Provided records:

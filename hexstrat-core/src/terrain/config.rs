//! Terrain tuning and heightmap layout

use glam::Vec2;
use serde::{Deserialize, Serialize};

use crate::math::inverse_lerp;
use crate::movement::MapLayer;
use crate::tile::TerrainType;

/// Elevation and blending constants. Open ground sits at height 0, mountains
/// reach `mountain_height`, the ocean floor is the lowest point.
#[derive(Clone, Debug, PartialEq, Serialize, Deserialize)]
#[serde(default)]
pub struct TerrainConfig {
    pub mountain_height: f32,
    pub snowcap_height: f32,
    /// Elevation band over which snow fades in below `snowcap_height`
    pub snowcap_blend: f32,

    pub beach_depth: f32,
    pub shallows_depth: f32,
    pub ocean_floor: f32,

    /// Height of the bulge at the center of a mountain tile
    pub mountain_peak_height: f32,
    /// Distance from the center over which the bulge falls to zero
    pub mountain_rolloff: f32,
    pub mountain_noise_rate: f32,
    pub noise_seed: u32,

    /// Distance from a shared edge within which a neighbor has influence
    pub influence_range: f32,
    /// Alpha weight multiplier for shallow-water neighbors
    pub shallows_alpha_bias: f32,

    /// Resting height of surface units on mountains
    pub mountain_unit_height: f32,
    pub low_altitude: f32,
    pub high_altitude: f32,
}

impl Default for TerrainConfig {
    fn default() -> Self {
        Self {
            mountain_height: 0.8,
            snowcap_height: 0.7,
            snowcap_blend: 0.2,
            beach_depth: -0.1,
            shallows_depth: -0.4,
            ocean_floor: -1.0,
            mountain_peak_height: 0.4,
            mountain_rolloff: 0.5,
            mountain_noise_rate: 5.0,
            noise_seed: 0,
            influence_range: 0.2,
            shallows_alpha_bias: 5.0,
            mountain_unit_height: 0.2,
            low_altitude: 1.0,
            high_altitude: 1.0,
        }
    }
}

impl TerrainConfig {
    pub fn with_noise_seed(mut self, seed: u32) -> Self {
        self.noise_seed = seed;
        self
    }

    pub fn with_influence_range(mut self, range: f32) -> Self {
        self.influence_range = range;
        self
    }

    pub fn with_mountain_height(mut self, height: f32) -> Self {
        self.mountain_height = height;
        self
    }

    /// World height mapped to [0, 1] between the ocean floor and the mountain maximum
    pub fn normalize_height(&self, height: f32) -> f32 {
        inverse_lerp(self.ocean_floor, self.mountain_height, height)
    }

    /// Flat elevation of a terrain type, ignoring mountain relief
    pub fn base_height(&self, terrain: TerrainType) -> f32 {
        match terrain {
            TerrainType::OceanFloor => self.ocean_floor,
            TerrainType::ShallowWater => self.shallows_depth,
            TerrainType::Beach => self.beach_depth,
            TerrainType::OpenGround | TerrainType::Mountains => 0.0,
        }
    }

    /// Height a unit on `layer` rests at over `terrain`
    pub fn unit_height(&self, layer: MapLayer, terrain: TerrainType) -> f32 {
        match layer {
            MapLayer::Surface if terrain == TerrainType::Mountains => self.mountain_unit_height,
            MapLayer::Surface => 0.0,
            MapLayer::Subnautical => self.base_height(terrain),
            MapLayer::LowAltitude => self.low_altitude,
            MapLayer::HighAltitude => self.high_altitude,
        }
    }
}

/// Square sample lattice the heightmap and alphamap are rasterized on
#[derive(Clone, Copy, Debug, PartialEq, Serialize, Deserialize)]
#[serde(default)]
pub struct HeightmapSettings {
    /// Samples per side
    pub resolution: usize,
    /// World units per side
    pub world_size: f32,
    /// World position `(x, z)` of sample (0, 0)
    pub origin: Vec2,
}

impl Default for HeightmapSettings {
    fn default() -> Self {
        Self::centered(257, 50.0)
    }
}

impl HeightmapSettings {
    /// Lattice of `world_size` centered on the map origin
    pub fn centered(resolution: usize, world_size: f32) -> Self {
        Self {
            resolution: resolution.max(2),
            world_size,
            origin: Vec2::splat(-world_size / 2.0),
        }
    }

    pub fn with_resolution(mut self, resolution: usize) -> Self {
        self.resolution = resolution.max(2);
        self
    }

    /// World distance between adjacent samples
    pub fn spacing(&self) -> f32 {
        self.world_size / (self.resolution.max(2) - 1) as f32
    }

    /// World position `(x, z)` of sample `(col, row)`
    pub fn sample_position(&self, col: usize, row: usize) -> Vec2 {
        self.origin + Vec2::new(col as f32, row as f32) * self.spacing()
    }

    /// Half-open column and row ranges covering a world-space box, clamped to the lattice
    pub fn sample_range(&self, min: Vec2, max: Vec2) -> SampleRect {
        let spacing = self.spacing();
        let lo = ((min - self.origin) / spacing).floor();
        let hi = ((max - self.origin) / spacing).ceil() + Vec2::ONE;
        let clamp = |v: f32| (v.max(0.0) as usize).min(self.resolution);
        let (x0, y0) = (clamp(lo.x), clamp(lo.y));
        let (x1, y1) = (clamp(hi.x).max(x0), clamp(hi.y).max(y0));
        SampleRect {
            x: x0,
            y: y0,
            width: x1 - x0,
            height: y1 - y0,
        }
    }

    pub fn full_range(&self) -> SampleRect {
        SampleRect {
            x: 0,
            y: 0,
            width: self.resolution,
            height: self.resolution,
        }
    }
}

/// Sub-rectangle of the sample lattice, in samples
#[derive(Clone, Copy, Debug, Default, PartialEq, Eq, Serialize, Deserialize)]
pub struct SampleRect {
    pub x: usize,
    pub y: usize,
    pub width: usize,
    pub height: usize,
}

impl SampleRect {
    pub fn is_empty(&self) -> bool {
        self.width == 0 || self.height == 0
    }

    pub fn len(&self) -> usize {
        self.width * self.height
    }
}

What this task involves: State how many lines in the data include the string "from". Nothing else belongs in the reply.

Solution for this problem: 2